There’s a limitations clause, though, which allows the government to create laws contradicting the letter of the law in some cases.

As you probably know the UK doesn’t have a written constitution; we are however a signatory to be European Convention on Human Rights. That has a similar stance on limitations. Basically you can restrict rights if such a restriction is “necessary, proportional and reasonable in a democratic society”.

That obviously provides work for lawyers but on the whole it’s not particularly complicated. So although, for example, there’s a right to freedom of expression we can have laws against hate speech and defamation.

There’s also a thing called ‘derogations’. That allows for temporary suspension of some convention rights in times of national emergency (that’s why some signatories declare ‘states of emergency’ although strictly speaking there’s no obligation to do that)

In the UK we also have ‘declarations of incompatibility’. That’s to do with our sovereignty of parliament thing. Parliament can pass laws that don’t abide by the ECHR but they have to be up front about it and state that in the relevant Act (rather confusingly, court judgments that a law breaches the ECHR are also called declarations of incompatibility but technically that’s not quite the same thing).

Scildfreja Unnýðnes
Scildfreja Unnýðnes
7 years ago

@Axe, yeah, the Oakes test is just a Canadian version of the same stuff that’s found in other countries. Sorta like – I think you have the Lemon test down there? Same idea. We do have some uniquely Canadian legal principles, though, like the Living Tree Doctrine – it’s a directive to the courts that the constitution (Originally the BNA act) is a living document which should be interpreted progressively, in a manner which reflects the times. We’ve had that one ever since 1867, apparently? Either way, I quite like that one.
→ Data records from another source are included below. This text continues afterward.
//! Shared fixtures for integration tests

#![allow(dead_code)]

use std::sync::Arc;

use async_trait::async_trait;
use axum::{
    body::Body,
    http::{Request, StatusCode},
    Router,
};
use teams_api::api::{self, dto::TeamDto};
use teams_api::application::TeamsService;
use teams_api::domain::repositories::{RepositoryError, RepositoryResult, TeamRepository};
use teams_api::domain::team::Team;
use teams_api::infrastructure::repositories::{InMemoryTeamRepository, TeamDocument};
use tower::util::ServiceExt; // for oneshot

pub const LIVERPOOL_ID: &str = "d6548941-53f1-4d27-ad3d-0286cf512af1";
pub const MILAN_ID: &str = "5d912b4e-4932-496d-b706-c22b58f76a21";
pub const SEVILLA_ID: &str = "b0f6d915-da69-4681-bd7e-d933dd599ab2";
pub const BAYERN_ID: &str = "418ca28d-af10-4fbb-8b10-6afd74a001b7";

/// Number of teams in `fixtures/teams.json`
pub const FIXTURE_SIZE: usize = 90;

pub const FIXTURE_JSON: &str = include_str!("../fixtures/teams.json");

/// Stored documents from the fixture file
pub fn fixture_documents() -> Vec<TeamDocument> {
    serde_json::from_str(FIXTURE_JSON).expect("fixture documents")
}

pub fn fixture_repository() -> InMemoryTeamRepository {
    InMemoryTeamRepository::from_json(FIXTURE_JSON).expect("fixture loads")
}

/// Repository whose every query fails
pub struct FailingRepository;

#[async_trait]
impl TeamRepository for FailingRepository {
    async fn all(&self) -> RepositoryResult<Vec<Team>> {
        Err(RepositoryError::Query("connection refused".to_string()))
    }

    async fn by_ids(&self, _ids: &[String]) -> RepositoryResult<Vec<Team>> {
        Err(RepositoryError::Query("connection refused".to_string()))
    }

    async fn filter(
        &self,
        _min_rating: f64,
        _leagues: &[String],
        _order_by: &str,
        _limit: u32,
    ) -> RepositoryResult<Vec<Team>> {
        Err(RepositoryError::Query("connection refused".to_string()))
    }
}

/// Router over the fixture collection
pub fn setup_app() -> Router {
    api::router(TeamsService::new(Arc::new(fixture_repository())))
}

/// Router whose store is unreachable
pub fn setup_failing_app() -> Router {
    api::router(TeamsService::new(Arc::new(FailingRepository)))
}

/// Issues a GET and returns status and raw body
pub async fn get(app: Router, uri: &str) -> (StatusCode, Vec<u8>) {
    let response = app
        .oneshot(Request::builder().uri(uri).body(Body::empty()).unwrap())
        .await
        .unwrap();

    let status = response.status();
    let body = axum::body::to_bytes(response.into_body(), usize::MAX)
        .await
        .unwrap();

    (status, body.to_vec())
}

/// Issues a GET expecting a JSON array of teams
pub async fn get_teams(app: Router, uri: &str) -> (StatusCode, Vec<TeamDto>) {
    let (status, body) = get(app, uri).await;
    let teams = serde_json::from_slice(&body).unwrap_or_else(|e| {
        panic!(
            "expected team array from {}, got {:?}: {}",
            uri,
            String::from_utf8_lossy(&body),
            e
        )
    });

    (status, teams)
}
use std::sync::Arc;

use axum::http::Method;
use sqlx::postgres::PgPoolOptions;
use tower_http::cors::{AllowOrigin, CorsLayer};

use teams_api::api;
use teams_api::application::TeamsService;
use teams_api::config::Config;
use teams_api::infrastructure::logging::init_logging;
use teams_api::infrastructure::repositories::PostgresTeamRepository;
use teams_api::lambda::{self, LambdaHandler};

/// Set by the Lambda execution environment
const LAMBDA_RUNTIME_API_VAR: &str = "AWS_LAMBDA_RUNTIME_API";

#[tokio::main]
async fn main() -> Result<(), lambda_http::Error> {
    let config = Config::from_env()?;

    init_logging(&config.log_level, config.log_format);

    // Connect to database
    tracing::info!("Connecting to database...");
    let pool = PgPoolOptions::new()
        .max_connections(config.max_connections)
        .acquire_timeout(config.connect_timeout)
        .connect(&config.database_url)
        .await
        .map_err(|e| {
            tracing::error!(error = %e, "database connection failed");
            e
        })?;

    tracing::info!("Database connected successfully");

    let repo = PostgresTeamRepository::new(pool);
    let in_lambda = std::env::var_os(LAMBDA_RUNTIME_API_VAR).is_some();

    if !in_lambda {
        repo.ensure_collection().await?;
    }

    let service = TeamsService::new(Arc::new(repo));
    let app = api::router(service);

    if in_lambda {
        tracing::info!("Starting Lambda runtime");
        return lambda::run(LambdaHandler::new(app, config.allow_origin)).await;
    }

    // Local mode: same router behind a real CORS layer
    let cors = CorsLayer::new()
        .allow_origin(AllowOrigin::exact(config.allow_origin))
        .allow_methods([Method::GET]);

    let listener = tokio::net::TcpListener::bind(config.server_addr).await?;
    tracing::info!("Server listening on {}", config.server_addr);

    axum::serve(listener, app.layer(cors)).await?;

    Ok(())
}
@Jenora, @Alan, the notwithstanding clause is sort of similar to the “declarations of incompatibility” – the province has to specifically declare what part of the Constitution Act it’s incompatible with, and then it has to expire after five years. Given that a government’s term is maximum five years, it makes sense to do it that way. Allows for an individual government to contravene the federal act, but restricts it to that particular government. I’m embarrassed to say that Alberta once used it to try to define marriage as between-one-man-and-one-woman, but that’s in Federal jurisdiction anyways, so they weren’t able to do so. And thank goodness.

The UK has the whole Supremacy of Parliament thing, which we used to have here, but the 1982 Constitution Act here replaced that with the Canadian Constitution. The Notwithstanding Clause allows for a little bit of the original parliamentary supremacy to come through, but with a limited scope. Apparently, the provinces wouldn’t have agreed without it!

@Hu’s, I hope that the states are able to do that! The less-red states would do very well to enshrine protections for its citizens in their own various constitutions, ’cause it’s pretty clear that the Federal government doesn’t have any interest in it. With luck, the people in red states will see the differences in outcomes and finally come to their senses. Until then, I hope those of you in blue states will be welcoming to people migrating in to escape the Republican Menace!